Wybrakowana defilada Wojska Polskiego. Nie będzie wielu ważnych maszyn

15 sierpnia odbędzie się w Warszawie parada z okazji Święta Wojska Polskiego. Przez miasto przejedzie większość tego, co jest na stanie sił zbrojnych – na kołach i gąsienicach. Skromny będzie za to komponent lotniczy. Zabraknie wielu maszyn, które na co dzień są wykorzystywane przez Siły Zbrojne RP.

Parada wojskowa to stały punkt obchodów Święta Wojska Polskiego. W tym roku szczególnie rozbudowany będzie komponent lądowy. Mieszkańcy stolicy i widzowie przed telewizorami zobaczą większość dostępnych obecnie w Wojsku Polskim pojazdów gąsienicowych i kołowych.

Na niebie nie będzie już jednak tak efektownie. Ubiegłoroczna defilada była bardzo okazała. W powietrzu przeleciało niemal 100 statków powietrznych. W tym roku, jak udało się ustalić WNP.PL, będzie o wiele skromniej. Jak mówią rozmówcy portalu, w powietrzu zobaczymy „od 8 do 16” statków powietrznych. To ogromna różnica w stosunku do tego, co było w 2023 r. Co dokładnie zobaczą widzowie?

Mały komponent lotniczy. Część samolotów uziemiona, część… za stara?

Nad stolicą przelecieć mają m.in. F-35 i Boeing AH-64 Apache. To maszyny, które dopiero wejdą w przyszłości na wyposażenie Wojska Polskiego, więc na defiladzie póki co będziemy musieli zadowolić się wsparciem Amerykanów.

W powietrze wzbiją się także samoloty wielozadaniowe F-16. Ma być ich minimum osiem: sześć w kluczu i dwie maszyny asystujące F-35. Nie zobaczymy za to dożywających ostatnich chwil w Siłach Powietrznych RP samolotów szturmowych Su-22 ani myśliwców MiG-29. Nie będzie również najnowszych nabytków Wojska Polskiego: szkolno-bojowych FA-50 i rozpoznawczych Saabów 340 AEW&C. Wynika to, jak mówią nasi rozmówcy, z intensywnych szkoleń załóg.
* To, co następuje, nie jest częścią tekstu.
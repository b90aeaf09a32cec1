//! Publishing path for typed events.

use crate::error::PublishError;
use crate::marshaler::{DerivedEvent, Event, JsonMarshaler};
use async_trait::async_trait;
use event_bus::{BusMessage, BusResult, MessageContext, Publisher, CORRELATION_ID_METADATA_KEY};
use std::sync::Arc;
use tracing::debug;

/// Publishes typed events to the topic named after their type
#[derive(Clone)]
pub struct EventPublisher {
    publisher: Arc<dyn Publisher>,
    marshaler: JsonMarshaler,
}

impl EventPublisher {
    pub fn new(publisher: Arc<dyn Publisher>) -> Self {
        Self {
            publisher,
            marshaler: JsonMarshaler,
        }
    }

    /// Encode `event` and publish it under the processing context `ctx`
    pub async fn publish<E: Event>(
        &self,
        ctx: &MessageContext,
        event: &E,
    ) -> Result<(), PublishError> {
        let msg = self
            .marshaler
            .marshal(event)
            .map_err(|source| PublishError::Marshal {
                event: E::NAME.to_string(),
                source,
            })?
            .with_context(ctx.clone());

        debug!(event = E::NAME, message_uuid = %msg.uuid, "Publishing event");
        self.publisher.publish(E::NAME, vec![msg]).await?;
        Ok(())
    }

    /// Publish already-encoded events in order, each to its own topic
    pub async fn publish_derived(
        &self,
        ctx: &MessageContext,
        events: Vec<DerivedEvent>,
    ) -> Result<(), PublishError> {
        for event in events {
            let topic = event.name();
            let msg = event
                .into_message(&self.marshaler)
                .with_context(ctx.clone());
            debug!(event = topic, message_uuid = %msg.uuid, "Publishing derived event");
            self.publisher.publish(topic, vec![msg]).await?;
        }
        Ok(())
    }
}

impl std::fmt::Debug for EventPublisher {
    fn fmt(&self, f: &mut std::fmt::Formatter<'_>) -> std::fmt::Result {
        f.debug_struct("EventPublisher").finish_non_exhaustive()
    }
}

/// Copies the context correlation id into outgoing message metadata
///
/// Messages that already carry a `correlation_id` entry are left alone.
#[derive(Debug, Clone)]
pub struct CorrelationPublisher<P> {
    inner: P,
}

impl<P: Publisher> CorrelationPublisher<P> {
    pub fn new(inner: P) -> Self {
        Self { inner }
    }
}

#[async_trait]
impl<P: Publisher> Publisher for CorrelationPublisher<P> {
    async fn publish(&self, topic: &str, mut messages: Vec<BusMessage>) -> BusResult<()> {
        for msg in &mut messages {
            if msg.metadata.contains(CORRELATION_ID_METADATA_KEY) {
                continue;
            }
            if let Some(id) = msg.context.correlation_id().map(str::to_string) {
                msg.metadata.set(CORRELATION_ID_METADATA_KEY, id);
            }
        }
        self.inner.publish(topic, messages).await
    }
}

#[cfg(test)]
mod tests {
    use super::*;
    use event_bus::{InMemoryBus, TYPE_METADATA_KEY};
    use serde::{Deserialize, Serialize};

    #[derive(Debug, Serialize, Deserialize)]
    struct RefundIssued {
        ticket_id: String,
    }

    impl Event for RefundIssued {
        const NAME: &'static str = "RefundIssued";
    }

    #[tokio::test]
    async fn test_publish_uses_event_name_as_topic() {
        let bus = InMemoryBus::new();
        let publisher = EventPublisher::new(Arc::new(CorrelationPublisher::new(bus.clone())));
        let ctx = MessageContext::new().with_correlation_id("corr-7");

        publisher
            .publish(
                &ctx,
                &RefundIssued {
                    ticket_id: "t-1".to_string(),
                },
            )
            .await
            .unwrap();

        let published = bus.published("RefundIssued");
        assert_eq!(published.len(), 1);
        assert_eq!(published[0].metadata.get(TYPE_METADATA_KEY), "RefundIssued");
        assert_eq!(
            published[0].metadata.get(CORRELATION_ID_METADATA_KEY),
            "corr-7"
        );
    }

    #[tokio::test]
    async fn test_existing_correlation_metadata_is_kept() {
        let bus = InMemoryBus::new();
        let publisher = CorrelationPublisher::new(bus.clone());

        let mut msg = BusMessage::new(b"{}".to_vec())
            .with_context(MessageContext::new().with_correlation_id("from-context"));
        msg.metadata.set(CORRELATION_ID_METADATA_KEY, "explicit");
        publisher.publish("topic", vec![msg]).await.unwrap();

        let published = bus.published("topic");
        assert_eq!(
            published[0].metadata.get(CORRELATION_ID_METADATA_KEY),
            "explicit"
        );
    }

    #[tokio::test]
    async fn test_no_correlation_without_context() {
        let bus = InMemoryBus::new();
        let publisher = CorrelationPublisher::new(bus.clone());

        publisher
            .publish("topic", vec![BusMessage::new(b"{}".to_vec())])
            .await
            .unwrap();

        assert!(!bus.published("topic")[0]
            .metadata
            .contains(CORRELATION_ID_METADATA_KEY));
    }
}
Najprawdopodobniej nie zobaczymy także transportowych samolotów CASA i Hercules oraz maszyn do transportu VIP-ów, odrzutowych, pasażerskich Boeingów 737 ani mniejszych Gulsfstreamów.

Wciąż uziemione po katastrofie z 12 lipca pozostają samoloty szkolne M-246 Master, noszące w Wojsku Polskim nazwę „Bielik”. Zawiodą się również ci, którzy liczą na śmigłowce Mi-8/17 – będzie tylko jeden, należący do Wojsk Specjalnych, w towarzystwie śmigłowca Black Hawk. W powietrzu zobaczymy za to PZL-M28 Bryza i samoloty szkolne Orlik.

Lepiej (odrobinę) na kołach i gąsienicach. Będą Himarsy i nowe czołgi

Nieco lepiej zaprezentuje się komponent Wojsk Lądowych. Przez Warszawę przedefiluje to, co w armii faktycznie najnowsze: czołgi K2 i Abramsy oraz Leopardy. Do tego armatohaubice Krab i kupione w Korei ich odpowiedniki K9 oraz wyrzutnie artylerii rakietowej K239 Chunmoo i amerykańskie wyrzutnie HIMARS. Nie zobaczymy za to polskich czołgów PT-91 Twardy oraz – prawdopodobnie – leciwych T-72, których dużą część przekazaliśmy walczącej Ukrainie.

W paradzie pojadą za to ciężkie bojowe wozy piechoty Borsuk, pojazdy minowania narzutowego Baobab, oraz systemy przeciwlotnicze: Pilica i Narew.

Oprócz tego pojawi się wszystko, co widzieliśmy w poprzednich „edycjach”: wyrzutnie rakietowe Langusta, Rosomaki i dużo pomniejszego sprzętu. Z oczywistych względów nie przybędą do Warszawy jednostki Marynarki Wojennej.